Stored items:

——

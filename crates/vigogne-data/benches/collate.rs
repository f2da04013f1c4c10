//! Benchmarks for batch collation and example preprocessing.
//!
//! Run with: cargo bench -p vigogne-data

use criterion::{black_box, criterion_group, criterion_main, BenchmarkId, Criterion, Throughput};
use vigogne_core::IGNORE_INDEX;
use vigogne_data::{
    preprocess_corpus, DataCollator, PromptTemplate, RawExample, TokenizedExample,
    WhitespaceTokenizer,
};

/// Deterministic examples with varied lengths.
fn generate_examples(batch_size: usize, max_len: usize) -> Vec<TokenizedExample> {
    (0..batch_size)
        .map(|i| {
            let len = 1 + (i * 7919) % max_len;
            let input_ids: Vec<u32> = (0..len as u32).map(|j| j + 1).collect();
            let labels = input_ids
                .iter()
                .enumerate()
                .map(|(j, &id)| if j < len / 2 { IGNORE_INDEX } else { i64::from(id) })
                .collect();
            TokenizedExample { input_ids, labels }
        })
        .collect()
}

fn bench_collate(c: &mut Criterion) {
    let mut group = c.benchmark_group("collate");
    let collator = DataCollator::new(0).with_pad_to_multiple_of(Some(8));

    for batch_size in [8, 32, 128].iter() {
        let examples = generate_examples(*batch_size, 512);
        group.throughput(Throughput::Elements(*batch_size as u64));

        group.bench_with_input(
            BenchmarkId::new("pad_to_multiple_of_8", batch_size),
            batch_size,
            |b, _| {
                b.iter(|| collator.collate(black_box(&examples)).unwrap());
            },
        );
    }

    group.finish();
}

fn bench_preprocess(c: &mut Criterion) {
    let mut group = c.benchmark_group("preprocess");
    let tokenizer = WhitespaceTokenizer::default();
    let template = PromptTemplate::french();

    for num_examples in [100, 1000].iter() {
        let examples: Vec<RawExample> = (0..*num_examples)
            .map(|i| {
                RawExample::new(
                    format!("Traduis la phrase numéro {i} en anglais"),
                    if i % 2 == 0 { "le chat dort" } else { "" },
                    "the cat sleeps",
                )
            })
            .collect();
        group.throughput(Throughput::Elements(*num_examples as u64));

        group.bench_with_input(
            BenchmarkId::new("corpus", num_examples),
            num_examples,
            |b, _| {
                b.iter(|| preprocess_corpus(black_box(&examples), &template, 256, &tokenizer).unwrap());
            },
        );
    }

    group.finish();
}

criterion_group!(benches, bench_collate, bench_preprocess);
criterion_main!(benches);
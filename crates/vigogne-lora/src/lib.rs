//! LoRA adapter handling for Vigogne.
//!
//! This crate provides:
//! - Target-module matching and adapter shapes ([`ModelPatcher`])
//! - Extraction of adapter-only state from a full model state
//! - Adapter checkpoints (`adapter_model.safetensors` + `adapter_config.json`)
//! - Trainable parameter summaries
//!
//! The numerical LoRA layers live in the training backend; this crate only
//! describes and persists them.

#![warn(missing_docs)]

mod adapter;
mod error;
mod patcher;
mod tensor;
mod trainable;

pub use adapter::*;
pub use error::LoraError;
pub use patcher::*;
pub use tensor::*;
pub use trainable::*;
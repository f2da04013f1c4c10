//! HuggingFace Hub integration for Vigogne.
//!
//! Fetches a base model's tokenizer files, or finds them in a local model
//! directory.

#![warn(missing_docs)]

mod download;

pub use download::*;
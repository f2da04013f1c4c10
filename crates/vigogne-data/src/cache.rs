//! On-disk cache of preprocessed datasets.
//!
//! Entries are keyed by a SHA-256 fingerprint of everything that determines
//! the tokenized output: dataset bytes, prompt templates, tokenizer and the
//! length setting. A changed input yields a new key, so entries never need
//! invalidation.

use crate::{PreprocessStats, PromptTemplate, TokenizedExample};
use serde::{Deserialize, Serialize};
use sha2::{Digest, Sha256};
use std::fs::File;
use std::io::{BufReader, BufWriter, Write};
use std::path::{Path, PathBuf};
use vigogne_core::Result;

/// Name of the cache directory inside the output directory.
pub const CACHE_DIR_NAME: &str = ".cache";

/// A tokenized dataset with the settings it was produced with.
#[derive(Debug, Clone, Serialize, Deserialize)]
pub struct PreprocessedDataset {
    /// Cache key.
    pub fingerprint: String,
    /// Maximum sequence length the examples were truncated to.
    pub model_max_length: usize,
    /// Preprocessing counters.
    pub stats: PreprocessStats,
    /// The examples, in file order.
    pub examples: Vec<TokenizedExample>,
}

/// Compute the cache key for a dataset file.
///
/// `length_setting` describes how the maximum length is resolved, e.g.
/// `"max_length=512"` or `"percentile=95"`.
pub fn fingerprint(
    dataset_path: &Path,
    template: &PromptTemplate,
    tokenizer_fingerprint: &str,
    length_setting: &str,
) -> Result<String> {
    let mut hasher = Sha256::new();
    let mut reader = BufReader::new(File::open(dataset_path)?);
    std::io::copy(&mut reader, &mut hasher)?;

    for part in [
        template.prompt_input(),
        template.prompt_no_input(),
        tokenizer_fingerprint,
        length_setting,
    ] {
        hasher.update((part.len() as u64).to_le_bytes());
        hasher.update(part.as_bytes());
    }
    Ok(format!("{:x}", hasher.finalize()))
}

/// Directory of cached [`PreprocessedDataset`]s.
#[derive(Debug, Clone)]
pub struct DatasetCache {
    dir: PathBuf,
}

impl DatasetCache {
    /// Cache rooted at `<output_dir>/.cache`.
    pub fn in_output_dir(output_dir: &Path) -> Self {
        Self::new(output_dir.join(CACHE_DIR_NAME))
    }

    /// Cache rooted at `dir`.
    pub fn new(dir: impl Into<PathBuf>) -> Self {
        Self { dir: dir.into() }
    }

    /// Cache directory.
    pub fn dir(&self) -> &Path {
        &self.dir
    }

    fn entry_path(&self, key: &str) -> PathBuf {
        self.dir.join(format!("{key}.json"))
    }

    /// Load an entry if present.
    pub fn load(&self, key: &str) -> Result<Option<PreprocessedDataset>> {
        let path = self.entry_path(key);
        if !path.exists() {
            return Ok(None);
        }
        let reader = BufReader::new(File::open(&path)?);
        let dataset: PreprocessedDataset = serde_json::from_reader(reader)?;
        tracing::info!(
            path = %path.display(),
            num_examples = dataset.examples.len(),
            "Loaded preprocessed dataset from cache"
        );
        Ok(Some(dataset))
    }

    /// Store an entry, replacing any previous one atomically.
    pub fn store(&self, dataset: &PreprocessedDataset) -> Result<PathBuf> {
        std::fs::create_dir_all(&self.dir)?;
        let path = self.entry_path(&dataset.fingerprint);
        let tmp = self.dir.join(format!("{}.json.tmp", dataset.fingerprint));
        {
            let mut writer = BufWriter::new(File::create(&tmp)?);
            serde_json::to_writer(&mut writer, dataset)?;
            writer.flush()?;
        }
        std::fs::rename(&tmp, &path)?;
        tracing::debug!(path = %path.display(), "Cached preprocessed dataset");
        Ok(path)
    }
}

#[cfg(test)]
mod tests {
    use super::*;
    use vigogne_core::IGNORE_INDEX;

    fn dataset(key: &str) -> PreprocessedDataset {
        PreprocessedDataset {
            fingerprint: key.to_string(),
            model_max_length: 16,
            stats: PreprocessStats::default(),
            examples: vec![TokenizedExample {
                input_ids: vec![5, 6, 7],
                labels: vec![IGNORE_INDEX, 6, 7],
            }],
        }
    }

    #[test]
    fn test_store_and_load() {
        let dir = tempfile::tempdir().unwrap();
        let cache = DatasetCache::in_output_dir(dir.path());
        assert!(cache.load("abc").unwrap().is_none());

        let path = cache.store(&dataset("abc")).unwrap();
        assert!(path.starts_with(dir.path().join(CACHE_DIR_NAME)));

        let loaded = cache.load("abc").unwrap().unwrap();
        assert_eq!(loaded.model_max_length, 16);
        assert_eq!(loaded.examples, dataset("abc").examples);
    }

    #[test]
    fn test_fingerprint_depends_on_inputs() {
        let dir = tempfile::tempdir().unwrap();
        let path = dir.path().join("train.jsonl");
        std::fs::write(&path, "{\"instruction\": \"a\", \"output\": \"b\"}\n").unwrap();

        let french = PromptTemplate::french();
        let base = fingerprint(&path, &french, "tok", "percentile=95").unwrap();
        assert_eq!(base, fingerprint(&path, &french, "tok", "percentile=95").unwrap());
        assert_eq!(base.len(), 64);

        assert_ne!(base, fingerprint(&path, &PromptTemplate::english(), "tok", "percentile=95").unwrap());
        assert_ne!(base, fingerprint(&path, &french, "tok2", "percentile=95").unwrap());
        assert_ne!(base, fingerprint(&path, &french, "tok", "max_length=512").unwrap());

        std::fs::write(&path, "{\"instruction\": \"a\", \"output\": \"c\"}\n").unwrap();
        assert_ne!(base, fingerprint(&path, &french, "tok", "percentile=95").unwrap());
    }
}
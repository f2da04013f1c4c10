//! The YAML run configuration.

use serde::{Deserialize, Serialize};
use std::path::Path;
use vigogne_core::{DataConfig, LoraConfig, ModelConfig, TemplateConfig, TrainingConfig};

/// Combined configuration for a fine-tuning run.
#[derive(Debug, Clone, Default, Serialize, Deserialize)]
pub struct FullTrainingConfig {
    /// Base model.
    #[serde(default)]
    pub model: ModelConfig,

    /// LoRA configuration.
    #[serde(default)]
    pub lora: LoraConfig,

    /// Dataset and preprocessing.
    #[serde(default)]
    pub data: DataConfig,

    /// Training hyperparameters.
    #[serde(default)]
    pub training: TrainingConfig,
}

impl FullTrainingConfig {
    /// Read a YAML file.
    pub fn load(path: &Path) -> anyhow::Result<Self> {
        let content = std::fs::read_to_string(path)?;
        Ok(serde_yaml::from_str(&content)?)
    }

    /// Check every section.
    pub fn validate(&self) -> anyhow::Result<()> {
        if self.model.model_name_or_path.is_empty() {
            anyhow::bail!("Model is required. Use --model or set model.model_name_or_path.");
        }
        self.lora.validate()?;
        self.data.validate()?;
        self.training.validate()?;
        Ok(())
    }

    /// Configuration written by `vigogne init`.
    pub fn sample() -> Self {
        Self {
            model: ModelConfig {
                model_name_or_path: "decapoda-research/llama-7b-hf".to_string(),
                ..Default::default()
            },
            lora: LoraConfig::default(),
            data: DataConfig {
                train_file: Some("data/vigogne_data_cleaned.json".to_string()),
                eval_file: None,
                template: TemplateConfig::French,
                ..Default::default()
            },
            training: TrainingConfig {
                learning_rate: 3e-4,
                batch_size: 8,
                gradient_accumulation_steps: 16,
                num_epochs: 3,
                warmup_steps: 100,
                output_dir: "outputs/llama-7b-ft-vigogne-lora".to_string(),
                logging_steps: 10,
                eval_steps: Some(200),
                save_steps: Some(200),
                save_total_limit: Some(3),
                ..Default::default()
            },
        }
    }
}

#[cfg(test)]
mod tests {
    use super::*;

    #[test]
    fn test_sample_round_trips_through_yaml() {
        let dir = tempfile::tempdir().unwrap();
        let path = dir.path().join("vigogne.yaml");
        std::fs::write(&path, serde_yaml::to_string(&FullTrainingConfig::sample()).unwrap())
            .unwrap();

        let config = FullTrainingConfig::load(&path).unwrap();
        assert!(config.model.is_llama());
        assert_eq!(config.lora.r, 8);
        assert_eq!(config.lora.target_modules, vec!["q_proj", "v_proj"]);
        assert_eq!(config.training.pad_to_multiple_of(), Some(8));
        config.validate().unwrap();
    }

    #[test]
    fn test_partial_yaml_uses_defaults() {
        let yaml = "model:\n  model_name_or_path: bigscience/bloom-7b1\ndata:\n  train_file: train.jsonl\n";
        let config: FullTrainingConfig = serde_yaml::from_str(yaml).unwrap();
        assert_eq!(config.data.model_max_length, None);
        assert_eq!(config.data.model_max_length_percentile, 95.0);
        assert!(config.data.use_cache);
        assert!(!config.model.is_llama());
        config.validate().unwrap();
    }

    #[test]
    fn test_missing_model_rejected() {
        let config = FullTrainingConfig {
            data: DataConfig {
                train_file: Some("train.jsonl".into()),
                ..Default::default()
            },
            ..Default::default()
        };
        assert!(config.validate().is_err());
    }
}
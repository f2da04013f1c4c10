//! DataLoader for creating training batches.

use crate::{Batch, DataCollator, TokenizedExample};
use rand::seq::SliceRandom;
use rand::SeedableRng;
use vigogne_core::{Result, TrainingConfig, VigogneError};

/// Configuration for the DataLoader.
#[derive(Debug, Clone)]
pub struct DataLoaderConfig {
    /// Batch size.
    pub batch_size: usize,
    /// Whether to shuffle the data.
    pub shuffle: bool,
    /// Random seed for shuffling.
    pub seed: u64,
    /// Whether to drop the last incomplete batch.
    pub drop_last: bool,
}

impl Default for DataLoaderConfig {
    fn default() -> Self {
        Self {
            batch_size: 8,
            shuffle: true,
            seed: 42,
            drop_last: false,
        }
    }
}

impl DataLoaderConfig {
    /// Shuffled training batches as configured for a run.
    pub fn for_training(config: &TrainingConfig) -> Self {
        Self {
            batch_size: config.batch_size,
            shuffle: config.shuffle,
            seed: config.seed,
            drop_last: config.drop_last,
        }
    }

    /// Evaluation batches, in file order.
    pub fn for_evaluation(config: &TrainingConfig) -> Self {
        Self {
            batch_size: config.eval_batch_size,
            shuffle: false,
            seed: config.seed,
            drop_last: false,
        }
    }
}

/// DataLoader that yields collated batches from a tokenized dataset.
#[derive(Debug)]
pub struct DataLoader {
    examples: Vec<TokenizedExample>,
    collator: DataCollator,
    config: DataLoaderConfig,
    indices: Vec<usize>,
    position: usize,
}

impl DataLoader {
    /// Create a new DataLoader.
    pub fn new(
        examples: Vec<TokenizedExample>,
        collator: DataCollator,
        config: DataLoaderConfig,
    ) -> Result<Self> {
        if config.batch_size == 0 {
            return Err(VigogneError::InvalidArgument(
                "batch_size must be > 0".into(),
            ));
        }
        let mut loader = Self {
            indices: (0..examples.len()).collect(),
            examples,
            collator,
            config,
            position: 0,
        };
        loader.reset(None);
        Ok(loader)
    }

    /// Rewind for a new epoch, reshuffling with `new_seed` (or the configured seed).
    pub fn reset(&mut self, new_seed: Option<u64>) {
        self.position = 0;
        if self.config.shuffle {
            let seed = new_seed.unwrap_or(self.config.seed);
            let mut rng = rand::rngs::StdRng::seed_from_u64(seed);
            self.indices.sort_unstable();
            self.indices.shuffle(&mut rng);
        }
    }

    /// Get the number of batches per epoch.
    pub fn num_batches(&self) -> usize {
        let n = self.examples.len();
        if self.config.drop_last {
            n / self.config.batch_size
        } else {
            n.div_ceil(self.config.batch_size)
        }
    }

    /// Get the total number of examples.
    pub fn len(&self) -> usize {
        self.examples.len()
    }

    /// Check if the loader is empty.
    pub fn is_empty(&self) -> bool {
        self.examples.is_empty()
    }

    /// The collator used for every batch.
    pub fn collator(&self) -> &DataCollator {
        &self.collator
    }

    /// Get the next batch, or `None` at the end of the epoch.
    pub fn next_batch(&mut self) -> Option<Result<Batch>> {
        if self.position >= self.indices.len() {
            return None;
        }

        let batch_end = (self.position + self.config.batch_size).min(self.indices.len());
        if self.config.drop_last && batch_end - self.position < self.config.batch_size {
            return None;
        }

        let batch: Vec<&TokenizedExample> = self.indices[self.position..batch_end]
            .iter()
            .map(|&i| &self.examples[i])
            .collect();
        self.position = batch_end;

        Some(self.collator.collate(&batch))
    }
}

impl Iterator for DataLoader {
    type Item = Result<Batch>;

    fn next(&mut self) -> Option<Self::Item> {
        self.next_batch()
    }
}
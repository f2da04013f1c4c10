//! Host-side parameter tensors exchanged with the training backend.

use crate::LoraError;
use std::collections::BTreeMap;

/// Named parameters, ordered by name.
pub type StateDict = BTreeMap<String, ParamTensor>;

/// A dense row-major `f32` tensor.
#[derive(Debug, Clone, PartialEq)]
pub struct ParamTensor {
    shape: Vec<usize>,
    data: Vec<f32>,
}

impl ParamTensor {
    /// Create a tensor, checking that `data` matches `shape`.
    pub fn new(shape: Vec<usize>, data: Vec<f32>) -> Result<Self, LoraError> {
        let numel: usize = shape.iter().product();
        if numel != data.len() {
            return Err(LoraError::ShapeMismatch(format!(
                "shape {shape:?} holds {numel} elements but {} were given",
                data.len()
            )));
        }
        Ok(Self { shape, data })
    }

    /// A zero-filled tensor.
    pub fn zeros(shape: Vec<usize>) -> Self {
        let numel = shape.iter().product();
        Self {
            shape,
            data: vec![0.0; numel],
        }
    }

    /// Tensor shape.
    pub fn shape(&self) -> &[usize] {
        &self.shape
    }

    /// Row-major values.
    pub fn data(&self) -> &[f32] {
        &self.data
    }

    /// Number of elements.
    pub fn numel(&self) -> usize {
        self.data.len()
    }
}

——

### Aim of the exercise:
Copy out every line of the data in which the word "that" is found.

### Solution for this exercise:
//! Entries are keyed by a SHA-256 fingerprint of everything that determines
/// DataLoader that yields collated batches from a tokenized dataset.
    /// Create a tensor, checking that `data` matches `shape`.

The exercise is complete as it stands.